**RECORDS FOR THIS EXERCISE**
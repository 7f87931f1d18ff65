use std::collections::HashMap;

use serde::{Deserialize, Serialize};

use crate::providers::{AnnotationKind, RemoteContent, RemoteMessage};

#[derive(Clone, Copy, Debug, PartialEq, Eq, Serialize, Deserialize)]
#[serde(rename_all = "snake_case")]
pub enum MessageRole {
    User,
    Assistant,
}

#[derive(Clone, Debug, PartialEq, Serialize, Deserialize)]
#[serde(tag = "type", rename_all = "snake_case")]
pub enum MessageContent {
    Text { text: String },
    File { file_id: String, file_name: String },
    Image { file_id: String, file_name: String },
    FunctionCall { name: String, arguments: String, output: String },
}

/// A message as shown in the conversation view.
#[derive(Clone, Debug, PartialEq, Serialize, Deserialize)]
pub struct ConversationMessage {
    #[serde(default, skip_serializing_if = "Option::is_none")]
    pub id: Option<String>,
    pub sender: String,
    pub role: MessageRole,
    pub content: Vec<MessageContent>,
}

impl ConversationMessage {
    pub fn text(role: MessageRole, sender: impl Into<String>, text: impl Into<String>) -> Self {
        Self {
            id: None,
            sender: sender.into(),
            role,
            content: vec![MessageContent::Text { text: text.into() }],
        }
    }

    /// Build from a provider message.
    ///
    /// Annotations are replaced by ` [i]` footnote markers and listed at the
    /// end of the text. File-path annotations also become file contents.
    /// `file_names` maps file ids to display names; unknown ids fall back to
    /// the id itself.
    pub fn from_remote(
        remote: &RemoteMessage,
        role: MessageRole,
        sender: impl Into<String>,
        file_names: &HashMap<String, String>,
    ) -> Self {
        let name_of = |file_id: &str| {
            file_names
                .get(file_id)
                .cloned()
                .unwrap_or_else(|| file_id.to_string())
        };

        let mut content = Vec::new();
        for part in &remote.content {
            match part {
                RemoteContent::Text { value, annotations } => {
                    let mut text = value.clone();
                    let mut citations = Vec::new();
                    let mut files = Vec::new();
                    for (index, annotation) in annotations.iter().enumerate() {
                        if !annotation.text.is_empty() {
                            text = text.replace(&annotation.text, &format!(" [{index}]"));
                        }
                        match &annotation.kind {
                            AnnotationKind::FileCitation { file_id } => {
                                citations.push(format!("[{index}] {}", name_of(file_id)));
                            }
                            AnnotationKind::FilePath { file_id } => {
                                let file_name = annotation_file_name(&annotation.text)
                                    .unwrap_or_else(|| name_of(file_id));
                                citations.push(format!("[{index}] {file_name}"));
                                files.push(MessageContent::File {
                                    file_id: file_id.clone(),
                                    file_name,
                                });
                            }
                        }
                    }
                    if !citations.is_empty() {
                        text.push_str("\n\n");
                        text.push_str(&citations.join("\n"));
                    }
                    content.push(MessageContent::Text { text });
                    content.extend(files);
                }
                RemoteContent::ImageFile { file_id } => {
                    let file_name = format!("{}.png", name_of(file_id));
                    content.push(MessageContent::Image {
                        file_id: file_id.clone(),
                        file_name,
                    });
                }
            }
        }

        Self {
            id: Some(remote.id.clone()),
            sender: sender.into(),
            role,
            content,
        }
    }

    /// All text parts joined with blank lines, if there are any.
    pub fn text_content(&self) -> Option<String> {
        let parts: Vec<&str> = self
            .content
            .iter()
            .filter_map(|c| match c {
                MessageContent::Text { text } => Some(text.as_str()),
                _ => None,
            })
            .collect();
        if parts.is_empty() {
            None
        } else {
            Some(parts.join("\n\n"))
        }
    }

    /// File and image parts as `(file_id, file_name)`.
    pub fn file_refs(&self) -> Vec<(&str, &str)> {
        self.content
            .iter()
            .filter_map(|c| match c {
                MessageContent::File { file_id, file_name }
                | MessageContent::Image { file_id, file_name } => {
                    Some((file_id.as_str(), file_name.as_str()))
                }
                _ => None,
            })
            .collect()
    }
}

/// `sandbox:/mnt/data/report.csv` -> `report.csv`
fn annotation_file_name(annotation_text: &str) -> Option<String> {
    let (_, name) = annotation_text.trim().rsplit_once('/')?;
    (!name.is_empty()).then(|| name.to_string())
}

/// Ordered transcript of a thread, oldest first.
#[derive(Clone, Debug, Default, PartialEq, Serialize, Deserialize)]
pub struct Conversation {
    pub thread: String,
    pub messages: Vec<ConversationMessage>,
}

impl Conversation {
    pub fn new(thread: impl Into<String>, messages: Vec<ConversationMessage>) -> Self {
        Self {
            thread: thread.into(),
            messages,
        }
    }

    /// Latest text written by `sender`.
    pub fn last_text_message(&self, sender: &str) -> Option<String> {
        self.messages
            .iter()
            .rev()
            .filter(|m| m.sender == sender)
            .find_map(|m| m.text_content())
    }

    pub fn last_user_text(&self) -> Option<String> {
        self.messages
            .iter()
            .rev()
            .filter(|m| m.role == MessageRole::User)
            .find_map(|m| m.text_content())
    }

    pub fn contains_file_id(&self, file_id: &str) -> bool {
        self.messages
            .iter()
            .any(|m| m.file_refs().iter().any(|(id, _)| *id == file_id))
    }

    pub fn text_message_count(&self) -> usize {
        self.messages
            .iter()
            .filter(|m| m.text_content().is_some())
            .count()
    }
}
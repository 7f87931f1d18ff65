use std::any::Any;
use std::panic::AssertUnwindSafe;
use std::path::PathBuf;
use std::sync::Arc;

use futures::FutureExt;
use futures::future::join_all;
use serde_json::Value;
use tracing::{debug, warn};

use crate::functions::{FunctionError, FunctionRegistry, rewrite_data_paths};
use crate::providers::{ToolCall, ToolOutput};

/// Result of one call of a batch.
#[derive(Clone, Debug, PartialEq)]
pub struct ToolCallResult {
    pub call: ToolCall,
    pub output: String,
    /// The function exists locally, whether or not it succeeded.
    pub resolved: bool,
}

/// Executes a tool call batch with per-call fault isolation.
pub struct ToolInvocationCoordinator {
    registry: Arc<FunctionRegistry>,
    output_folder: Option<PathBuf>,
}

impl ToolInvocationCoordinator {
    pub fn new(registry: Arc<FunctionRegistry>, output_folder: Option<PathBuf>) -> Self {
        Self {
            registry,
            output_folder,
        }
    }

    /// Run every call concurrently; results keep batch order and every call
    /// gets exactly one output.
    pub async fn execute_batch(&self, calls: &[ToolCall]) -> Vec<ToolCallResult> {
        join_all(calls.iter().map(|call| self.execute(call))).await
    }

    async fn execute(&self, call: &ToolCall) -> ToolCallResult {
        let Some(function) = self.registry.get(&call.name) else {
            warn!(function = %call.name, call_id = %call.call_id, "Unknown function requested");
            return ToolCallResult {
                call: call.clone(),
                output: FunctionError::Unknown(call.name.clone()).to_output(&call.name),
                resolved: false,
            };
        };

        let arguments = match self.parse_arguments(&call.arguments) {
            Ok(arguments) => arguments,
            Err(e) => {
                return ToolCallResult {
                    call: call.clone(),
                    output: e.to_output(&call.name),
                    resolved: true,
                };
            }
        };

        debug!(function = %call.name, call_id = %call.call_id, "Invoking function");
        let outcome = AssertUnwindSafe(function.call(arguments))
            .catch_unwind()
            .await
            .unwrap_or_else(|panic| Err(FunctionError::Panicked(panic_message(panic))));

        let output = match outcome {
            Ok(output) => output,
            Err(e) => {
                warn!(function = %call.name, error = %e, "Function call failed");
                e.to_output(&call.name)
            }
        };

        ToolCallResult {
            call: call.clone(),
            output,
            resolved: true,
        }
    }

    fn parse_arguments(&self, raw: &str) -> Result<Value, FunctionError> {
        let mut arguments = if raw.trim().is_empty() {
            Value::Object(Default::default())
        } else {
            serde_json::from_str::<Value>(raw)
                .map_err(|e| FunctionError::InvalidArguments(e.to_string()))?
        };
        if !arguments.is_object() {
            return Err(FunctionError::InvalidArguments(
                "arguments must be a JSON object".to_string(),
            ));
        }

        if let Some(folder) = &self.output_folder {
            rewrite_data_paths(&mut arguments, folder);
        }
        Ok(arguments)
    }

    pub fn outputs(results: &[ToolCallResult]) -> Vec<ToolOutput> {
        results
            .iter()
            .map(|r| ToolOutput {
                call_id: r.call.call_id.clone(),
                output: r.output.clone(),
            })
            .collect()
    }
}

fn panic_message(panic: Box<dyn Any + Send>) -> String {
    if let Some(s) = panic.downcast_ref::<&str>() {
        s.to_string()
    } else if let Some(s) = panic.downcast_ref::<String>() {
        s.clone()
    } else {
        "unknown panic".to_string()
    }
}

#[cfg(test)]
mod tests {
    use super::*;
    use crate::functions::FunctionDefinition;
    use serde_json::json;

    fn definition(name: &str) -> FunctionDefinition {
        FunctionDefinition {
            name: name.to_string(),
            description: String::new(),
            parameters: json!({"type": "object"}),
        }
    }

    fn call(id: &str, name: &str, arguments: &str) -> ToolCall {
        ToolCall {
            call_id: id.to_string(),
            name: name.to_string(),
            arguments: arguments.to_string(),
        }
    }

    fn registry() -> Arc<FunctionRegistry> {
        let registry = FunctionRegistry::new();
        registry.register_fn(definition("echo"), |args| Ok(args.to_string()));
        registry.register_fn(definition("fail"), |_| {
            Err(FunctionError::Execution("nope".to_string()))
        });
        registry.register_fn(definition("explode"), |_| panic!("kaboom"));
        Arc::new(registry)
    }

    fn error_of(output: &str) -> Value {
        serde_json::from_str(output).unwrap()
    }

    #[tokio::test]
    async fn test_every_call_gets_one_output_in_order() {
        let coordinator = ToolInvocationCoordinator::new(registry(), None);
        let calls = vec![
            call("c1", "echo", r#"{"a":1}"#),
            call("c2", "missing", "{}"),
            call("c3", "fail", "{}"),
            call("c4", "explode", "{}"),
            call("c5", "echo", "[1,2]"),
        ];

        let results = coordinator.execute_batch(&calls).await;
        let outputs = ToolInvocationCoordinator::outputs(&results);
        let ids: Vec<_> = outputs.iter().map(|o| o.call_id.as_str()).collect();
        assert_eq!(ids, vec!["c1", "c2", "c3", "c4", "c5"]);

        assert_eq!(outputs[0].output, r#"{"a":1}"#);
        assert_eq!(error_of(&outputs[1].output)["function_error"], "missing");
        assert!(!results[1].resolved);
        assert_eq!(error_of(&outputs[2].output)["error"], "nope");
        assert!(
            error_of(&outputs[3].output)["error"]
                .as_str()
                .unwrap()
                .contains("kaboom")
        );
        assert_eq!(error_of(&outputs[4].output)["function_error"], "echo");
    }

    #[tokio::test]
    async fn test_one_failing_call_does_not_affect_the_other() {
        let coordinator = ToolInvocationCoordinator::new(registry(), None);
        let results = coordinator
            .execute_batch(&[call("ok", "echo", r#"{"x":"y"}"#), call("bad", "fail", "{}")])
            .await;

        assert_eq!(results.len(), 2);
        assert_eq!(results[0].output, r#"{"x":"y"}"#);
        assert!(results[1].output.contains("function_error"));
        assert!(results.iter().all(|r| r.resolved));
    }

    #[tokio::test]
    async fn test_sandbox_paths_are_rewritten() {
        let coordinator =
            ToolInvocationCoordinator::new(registry(), Some(PathBuf::from("/tmp/out")));
        let results = coordinator
            .execute_batch(&[call("c1", "echo", r#"{"path":"/mnt/data/x.csv"}"#)])
            .await;
        assert_eq!(results[0].output, r#"{"path":"/tmp/out/x.csv"}"#);
    }

    #[tokio::test]
    async fn test_empty_arguments_are_an_empty_object() {
        let coordinator = ToolInvocationCoordinator::new(registry(), None);
        let results = coordinator.execute_batch(&[call("c1", "echo", "")]).await;
        assert_eq!(results[0].output, "{}");
    }
}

**EXERCISE OBJECTIVE**
Work out how many lines in the data hold the word "impl"; reply with the number alone.

**ANSWER BOX**
6